Some church members said they believe that groups such as the Zimbabwe Council of Churches, which is linked to the World Council of Churches, no longer issues statements because they are themselves deeply divided or frightened.

The Zimbabwe Human Rights Association said in a report released in May that at least five people had been beaten at the Driefontein Sanatorium and the Muvonde Hospital in Mvuma, central Zimbabwe, by ruling party supporters. The attackers accused people at the mission of voting for the opposition in the elections.  

In Zimbabwe’s second largest city of Bulawayo, a grouping of pastors said that the Assemblies of God church in the southern Bubi district was closed down after the resident pastor fled following attacks by militants belonging to the ZANU-PF ruling party.

The attackers from the ZANU-PF accused the pastor of supporting the main opposition Movement for Democratic Change (MDC) party.

The MDC says at least 24 of its supporters have been killed in revenge attacks made mainly by youth militia from ZANU-PF and by soldiers following the defeat of President Mugabe’s party.

In Lusaka, in neighbouring Zambia, Bishop John Mambo of the Church of God in Zambia endorsed concerns expressed by the Catholic Commission for Justice and Peace in Zimbabwe that the prevailing situation in Zimbabwe is not conducive to a free and fair presidential runoff.

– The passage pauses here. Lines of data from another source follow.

//! Neighbor schemes and structuring elements for N-dimensional grids

use crate::io::error::{Result, configuration_error};
use crate::spatial::grid::{Grid, Offset};
use serde::{Deserialize, Serialize};

/// Which neighbors of a voxel count as adjacent
///
/// Expressed independently of dimensionality: `Faces` is 4-connected in 2D
/// and 6-connected in 3D, `Edges` is 8/18, `Full` is 8/26. In 2D `Edges`
/// and `Full` coincide.
#[derive(Debug, Clone, Copy, PartialEq, Eq, Hash, Default, Serialize, Deserialize)]
#[serde(rename_all = "lowercase")]
pub enum Connectivity {
    /// Neighbors sharing a face
    Faces,
    /// Neighbors sharing a face or an edge
    Edges,
    /// Neighbors sharing a face, edge or corner
    #[default]
    Full,
}

impl Connectivity {
    /// Resolve a conventional neighbor count (4, 8, 6, 18, 26) for a dimensionality
    ///
    /// # Errors
    ///
    /// Returns a configuration error when the count is not supported for `ndim`
    pub fn from_neighbor_count(ndim: usize, count: usize) -> Result<Self> {
        match (ndim, count) {
            (2, 4) | (3, 6) => Ok(Self::Faces),
            (2, 8) => Ok(Self::Full),
            (3, 18) => Ok(Self::Edges),
            (3, 26) => Ok(Self::Full),
            _ => Err(configuration_error(
                "connectivity",
                &count,
                &format!("unsupported neighbor count for a {ndim}D field (use 4/8 in 2D, 6/18/26 in 3D)"),
            )),
        }
    }

    /// Maximum number of nonzero offset components allowed
    const fn max_nonzero(self) -> usize {
        match self {
            Self::Faces => 1,
            Self::Edges => 2,
            Self::Full => usize::MAX,
        }
    }

    /// Number of neighbors of an interior voxel
    pub fn neighbor_count(self, ndim: usize) -> usize {
        Neighborhood::new(ndim, self).len()
    }
}

/// Set of coordinate offsets defining the neighbors of a voxel
#[derive(Debug, Clone, PartialEq, Eq)]
pub struct Neighborhood {
    offsets: Vec<Offset>,
}

impl Neighborhood {
    /// Neighbors at Chebyshev distance one filtered by connectivity
    pub fn new(ndim: usize, connectivity: Connectivity) -> Self {
        let offsets = cube_offsets(ndim, 1)
            .into_iter()
            .filter(|offset| {
                let nonzero = offset.iter().filter(|&&d| d != 0).count();
                nonzero > 0 && nonzero <= connectivity.max_nonzero()
            })
            .collect();
        Self { offsets }
    }

    /// All offsets within a cube of the given half width, center excluded
    pub fn cube(ndim: usize, half_width: usize) -> Self {
        let offsets = cube_offsets(ndim, half_width)
            .into_iter()
            .filter(|offset| offset.iter().any(|&d| d != 0))
            .collect();
        Self { offsets }
    }

    /// Disk (2D) or ball (3D) structuring element, center excluded
    ///
    /// Offsets whose Euclidean length is strictly below `radius` are kept,
    /// matching a distance-transform-thresholded ball.
    pub fn ball(ndim: usize, radius: f64) -> Self {
        let half_width = radius.max(0.0).ceil() as usize;
        let offsets = cube_offsets(ndim, half_width)
            .into_iter()
            .filter(|offset| {
                let squared: isize = offset.iter().map(|&d| d * d).sum();
                squared > 0 && (squared as f64).sqrt() < radius
            })
            .collect();
        Self { offsets }
    }

    /// The offsets of this neighborhood
    pub fn offsets(&self) -> &[Offset] {
        &self.offsets
    }

    /// Number of offsets
    pub fn len(&self) -> usize {
        self.offsets.len()
    }

    /// Whether the neighborhood has no offsets
    pub fn is_empty(&self) -> bool {
        self.offsets.is_empty()
    }

    /// In-grid neighbor indices of a voxel
    pub fn neighbors<'a>(&'a self, grid: &'a Grid, index: usize) -> impl Iterator<Item = usize> + 'a {
        self.offsets
            .iter()
            .filter_map(move |offset| grid.offset(index, offset))
    }
}

/// Every offset in `[-half_width, half_width]^ndim`, in lexicographic order
fn cube_offsets(ndim: usize, half_width: usize) -> Vec<Offset> {
    let span = half_width as isize;
    let mut offsets: Vec<Offset> = vec![Offset::new()];
    for _ in 0..ndim {
        offsets = offsets
            .into_iter()
            .flat_map(|prefix| {
                (-span..=span).map(move |d| {
                    let mut next = prefix.clone();
                    next.push(d);
                    next
                })
            })
            .collect();
    }
    offsets
}
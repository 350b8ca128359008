/// Exact Euclidean distance transform
pub mod distance;
/// Separable Gaussian smoothing
pub mod gaussian;
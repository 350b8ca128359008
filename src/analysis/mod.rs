//! Region measurement and pore network assembly

/// Network assembly from a label image
pub mod builder;
/// Pore network graph and table types
pub mod graph;
/// Per-region voxel statistics
pub mod regions;
/// Interfaces between touching regions
pub mod throats;
//! CLI entry point for SNOW pore-network extraction

use clap::Parser;
use snowpore::io::cli::{Cli, FileProcessor};
use tracing_subscriber::EnvFilter;

fn main() -> snowpore::Result<()> {
    let cli = Cli::parse();

    let default_level = if cli.quiet { "warn" } else { "info" };
    let filter = EnvFilter::try_from_default_env().unwrap_or_else(|_| EnvFilter::new(default_level));
    tracing_subscriber::fmt()
        .with_env_filter(filter)
        .with_writer(std::io::stderr)
        .init();

    let mut processor = FileProcessor::new(cli);
    processor.process()
}
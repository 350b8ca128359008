//! Constant padding and cropping of N-dimensional arrays
//!
//! Used where an algorithm must see a layer of known values around the
//! domain, such as the background shell the distance transform assumes
//! when the domain boundary is treated as solid.

use ndarray::{ArrayD, IxDyn, Slice};

/// Trait for element types that have a natural padding value
pub trait Extendable: Clone {
    /// The value to use for padding new cells
    fn padding_value() -> Self;
}

impl Extendable for bool {
    fn padding_value() -> Self {
        false
    }
}

impl Extendable for f64 {
    fn padding_value() -> Self {
        0.0
    }
}

/// Pad every axis by `pad` cells on both sides with `value`
pub fn pad_array<T: Clone>(array: &ArrayD<T>, pad: usize, value: T) -> ArrayD<T> {
    let padded_shape: Vec<usize> = array.shape().iter().map(|&n| n + 2 * pad).collect();
    let mut padded = ArrayD::from_elem(IxDyn(&padded_shape), value);
    padded
        .slice_each_axis_mut(|axis| Slice::from(pad..pad + axis.len - 2 * pad))
        .assign(array);
    padded
}

/// Pad with the element type's default padding value
pub fn pad_default<T: Extendable>(array: &ArrayD<T>, pad: usize) -> ArrayD<T> {
    pad_array(array, pad, T::padding_value())
}

/// Remove `pad` cells from both sides of every axis
///
/// Axes shorter than `2 * pad` collapse to zero length.
pub fn crop_array<T: Clone>(array: &ArrayD<T>, pad: usize) -> ArrayD<T> {
    array
        .slice_each_axis(|axis| {
            let end = axis.len.saturating_sub(pad).max(pad.min(axis.len));
            Slice::from(pad.min(axis.len)..end)
        })
        .as_standard_layout()
        .into_owned()
}
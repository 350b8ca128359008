//! Interfaces between face-adjacent regions

use crate::algorithm::watershed::LabelImage;
use crate::analysis::regions::is_region;
use crate::math::distance::DistanceMap;
use crate::spatial::grid::Point;
use hashbrown::HashMap;
use rayon::prelude::*;
use smallvec::SmallVec;
use std::collections::BTreeMap;

const CHUNK_SIZE: usize = 1 << 14;

/// Accumulated statistics of the interface between two regions
#[derive(Debug, Clone, PartialEq)]
pub struct InterfaceStats {
    /// Number of shared voxel faces
    pub face_count: u64,
    /// Sum over faces of `coords(a) + coords(b)`, i.e. midpoints in half-voxel units
    pub midpoint_sum: SmallVec<[u64; 3]>,
    /// Smallest raw distance among voxels on either side of the interface
    pub min_distance: f64,
}

impl InterfaceStats {
    fn merge(&mut self, other: &Self) {
        self.face_count += other.face_count;
        for (sum, &s) in self.midpoint_sum.iter_mut().zip(&other.midpoint_sum) {
            *sum += s;
        }
        self.min_distance = self.min_distance.min(other.min_distance);
    }

    /// Mean face midpoint, in voxel units
    pub fn centroid(&self) -> Point {
        let count = 2.0 * self.face_count.max(1) as f64;
        self.midpoint_sum
            .iter()
            .map(|&sum| sum as f64 / count)
            .collect()
    }
}

/// Collect every pair of distinct regions sharing at least one voxel face
///
/// Keys are ordered `(a, b)` with `a < b`.
pub fn accumulate_interfaces(
    labels: &LabelImage,
    distance: &DistanceMap,
) -> BTreeMap<(u32, u32), InterfaceStats> {
    let grid = labels.grid();
    let values = labels.as_slice();
    let ndim = grid.ndim();

    let merged = values
        .par_chunks(CHUNK_SIZE)
        .enumerate()
        .map(|(chunk, slice)| {
            let mut local: HashMap<(u32, u32), InterfaceStats> = HashMap::new();
            for (offset, &label) in slice.iter().enumerate() {
                if !is_region(label) {
                    continue;
                }
                let index = chunk * CHUNK_SIZE + offset;
                for axis in 0..ndim {
                    let mut step: SmallVec<[isize; 3]> = SmallVec::from_elem(0, ndim);
                    if let Some(slot) = step.get_mut(axis) {
                        *slot = 1;
                    }
                    let Some(neighbor) = grid.offset(index, &step) else {
                        continue;
                    };
                    let other = values.get(neighbor).copied().unwrap_or(label);
                    if other == label || !is_region(other) {
                        continue;
                    }

                    let key = (label.min(other), label.max(other));
                    let here = grid.coords(index);
                    let there = grid.coords(neighbor);
                    let nearest = distance.at(index).min(distance.at(neighbor));
                    let entry = local.entry(key).or_insert_with(|| InterfaceStats {
                        face_count: 0,
                        midpoint_sum: SmallVec::from_elem(0, ndim),
                        min_distance: f64::INFINITY,
                    });
                    entry.face_count += 1;
                    for ((sum, &a), &b) in entry.midpoint_sum.iter_mut().zip(&here).zip(&there) {
                        *sum += (a + b) as u64;
                    }
                    entry.min_distance = entry.min_distance.min(nearest);
                }
            }
            local
        })
        .reduce(HashMap::new, |mut left, right| {
            for (key, stats) in right {
                left.entry(key)
                    .and_modify(|existing| existing.merge(&stats))
                    .or_insert(stats);
            }
            left
        });

    merged.into_iter().collect()
}
//! JSON export and import of network tables

use crate::analysis::graph::{NetworkTables, PoreNetworkGraph};
use crate::io::error::{Result, SnowError};
use std::fs::File;
use std::io::{BufReader, BufWriter, Write};
use std::path::Path;

/// Write a network's node and edge tables as pretty-printed JSON
///
/// # Errors
///
/// Returns an error if the file cannot be created or written
pub fn write_network_json(network: &PoreNetworkGraph, path: &Path) -> Result<()> {
    if let Some(parent) = path.parent().filter(|p| !p.as_os_str().is_empty()) {
        std::fs::create_dir_all(parent).map_err(|source| SnowError::FileSystem {
            path: parent.to_path_buf(),
            operation: "create directory",
            source,
        })?;
    }

    let file = File::create(path).map_err(|source| SnowError::FileSystem {
        path: path.to_path_buf(),
        operation: "create file",
        source,
    })?;
    let mut writer = BufWriter::new(file);
    serde_json::to_writer_pretty(&mut writer, &network.to_tables()).map_err(|source| {
        SnowError::Serialization {
            path: path.to_path_buf(),
            source,
        }
    })?;
    writer.flush().map_err(|source| SnowError::FileSystem {
        path: path.to_path_buf(),
        operation: "write file",
        source,
    })
}

/// Read network tables written by [`write_network_json`]
///
/// # Errors
///
/// Returns an error if the file cannot be opened or does not hold valid tables
pub fn read_network_json(path: &Path) -> Result<NetworkTables> {
    let file = File::open(path).map_err(|source| SnowError::FileSystem {
        path: path.to_path_buf(),
        operation: "open file",
        source,
    })?;
    serde_json::from_reader(BufReader::new(file)).map_err(|source| SnowError::Serialization {
        path: path.to_path_buf(),
        source,
    })
}
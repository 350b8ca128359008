//! Tests for proximity suppression of nearby markers

#[cfg(test)]
mod tests {
    use snowpore::algorithm::proximity::{PeakCandidate, ProximityRule, trim_nearby_peaks};
    use snowpore::spatial::grid::Grid;

    const DEFAULT_RULE: ProximityRule = ProximityRule {
        factor: 1.0,
        min_distance: 0.0,
    };

    fn at(grid: &Grid, coords: [usize; 2], height: f64) -> PeakCandidate {
        PeakCandidate {
            index: grid
                .index(&coords)
                .unwrap_or_else(|| panic!("{coords:?} outside grid")),
            height,
        }
    }

    // Tests that the trim radius is the larger of the two bounds
    // Verified by taking the minimum of the bounds
    #[test]
    fn test_radius_takes_the_larger_bound() {
        let rule = ProximityRule {
            factor: 0.5,
            min_distance: 3.0,
        };
        assert_eq!(rule.radius(4.0), 3.0);
        assert_eq!(rule.radius(10.0), 5.0);
    }

    // Tests that the lower of two close peaks is removed
    // Verified by keeping the first peak in index order
    #[test]
    fn test_lower_peak_inside_radius_is_dropped() {
        let grid = Grid::new(&[20, 20]);
        let big = at(&grid, [5, 5], 4.0);
        let small = at(&grid, [5, 8], 2.0);
        let far = at(&grid, [15, 15], 3.0);

        let kept = trim_nearby_peaks(&[small, far, big], &grid, DEFAULT_RULE);
        assert_eq!(kept, vec![big.index, far.index]);
    }

    // Tests that equal heights resolve in favor of the lower index
    // Verified by reversing the index tie break
    #[test]
    fn test_equal_heights_favor_the_lower_index() {
        let grid = Grid::new(&[10, 10]);
        let first = at(&grid, [0, 0], 3.0);
        let second = at(&grid, [0, 2], 3.0);

        assert_eq!(trim_nearby_peaks(&[second, first], &grid, DEFAULT_RULE), vec![first.index]);
    }

    // Tests that a peak exactly at the radius is kept
    // Verified by using an inclusive distance comparison
    #[test]
    fn test_distance_equal_to_radius_survives() {
        let grid = Grid::new(&[10, 10]);
        let a = at(&grid, [0, 0], 2.0);
        let b = at(&grid, [0, 2], 1.0);

        assert_eq!(trim_nearby_peaks(&[a, b], &grid, DEFAULT_RULE), vec![a.index, b.index]);
    }

    // Tests the minimum distance with a zero radius factor
    // Verified by scaling the minimum distance by the factor
    #[test]
    fn test_minimum_distance_applies_without_factor() {
        let grid = Grid::new(&[10, 10]);
        let a = at(&grid, [2, 2], 1.0);
        let b = at(&grid, [2, 6], 0.5);
        let rule = ProximityRule {
            factor: 0.0,
            min_distance: 5.0,
        };

        assert_eq!(trim_nearby_peaks(&[a, b], &grid, rule), vec![a.index]);
        assert_eq!(trim_nearby_peaks(&[a, b], &grid, DEFAULT_RULE), vec![a.index, b.index]);
    }

    // Tests suppression between candidates in diagonally adjacent hash cells
    // Verified by scanning only the candidate's own cell
    #[test]
    fn test_suppression_reaches_across_cells() {
        let grid = Grid::new(&[40, 40]);
        let big = at(&grid, [19, 19], 5.0);
        let small = at(&grid, [21, 21], 1.0);

        assert_eq!(trim_nearby_peaks(&[small, big], &grid, DEFAULT_RULE), vec![big.index]);
    }

    // Tests that an empty candidate list stays empty
    // Verified by seeding the survivors with a default entry
    #[test]
    fn test_no_candidates() {
        let grid = Grid::new(&[4, 4, 4]);
        assert!(trim_nearby_peaks(&[], &grid, DEFAULT_RULE).is_empty());
    }
}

Mr. Mugabe’s party, which has ruled Zimbabwe since 1980, was narrowly beaten by the MDC in the parliamentary elections. The electoral commission he appointed declared on May 2 that the 84-year-old president had also lost the presidential poll. His opponent, Morgan Tsvangirai, received 48 per cent of the presidential vote, while Mr. Mugabe got 43 per cent. Zimbabwe’s election law stipulates 50 per cent plus one vote is required to avoid a runoff, but the MDC says it won the presidential poll outright and that it garnered 50.3 per cent of the vote.